(Input for this task):
###

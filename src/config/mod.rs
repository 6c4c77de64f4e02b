//! Configuration management subsystem.
//!
//! # Data Flow
//! ```text
//! config file (TOML)
//!     → loader.rs (parse, deserialize, environment overrides)
//!     → validation.rs (semantic checks)
//!     → AppConfig (validated, immutable)
//! ```
//!
//! # Design Decisions
//! - All fields have defaults to allow minimal configs
//! - Secrets (the GIF API key) come from the environment
//! - Validation separates syntactic (serde) from semantic checks

pub mod loader;
pub mod schema;
pub mod validation;

pub use loader::{load_config, ConfigError};
pub use schema::{
    AppConfig, ContractConfig, GifConfig, ObservabilityConfig, StorageConfig, WalletConfig,
};
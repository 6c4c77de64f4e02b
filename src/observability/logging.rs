//! Structured logging.
//!
//! Uses `tracing` with an `EnvFilter`: `RUST_LOG` wins over the configured
//! level so a single run can be made noisier without editing the config file.

use tracing_subscriber::{layer::SubscriberExt, util::SubscriberInitExt, EnvFilter};

use crate::config::ObservabilityConfig;

/// Build the filter directive for the configured level.
pub fn default_directive(config: &ObservabilityConfig) -> String {
    format!("krypt={},alloy=warn,reqwest=warn", config.log_level)
}

/// Install the global subscriber.
///
/// Returns `false` if a subscriber was already installed (e.g. by a test harness).
pub fn init(config: &ObservabilityConfig) -> bool {
    let filter = EnvFilter::try_from_default_env()
        .unwrap_or_else(|_| EnvFilter::new(default_directive(config)));

    tracing_subscriber::registry()
        .with(filter)
        .with(tracing_subscriber::fmt::layer().with_writer(std::io::stderr))
        .try_init()
        .is_ok()
}

#[cfg(test)]
mod tests {
    use super::*;

    #[test]
    fn test_default_directive() {
        let config = ObservabilityConfig {
            log_level: "debug".into(),
        };
        assert_eq!(default_directive(&config), "krypt=debug,alloy=warn,reqwest=warn");
    }

    #[test]
    fn test_init_twice_does_not_panic() {
        let config = ObservabilityConfig::default();
        let _ = init(&config);
        assert!(!init(&config));
    }
}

###

(Instructions to follow):
Find the string "alloy" in the records, then copy each line where it occurs.

(Problem solution):
    format!("krypt={},alloy=warn,reqwest=warn", config.log_level)
        assert_eq!(default_directive(&config), "krypt=debug,alloy=warn,reqwest=warn");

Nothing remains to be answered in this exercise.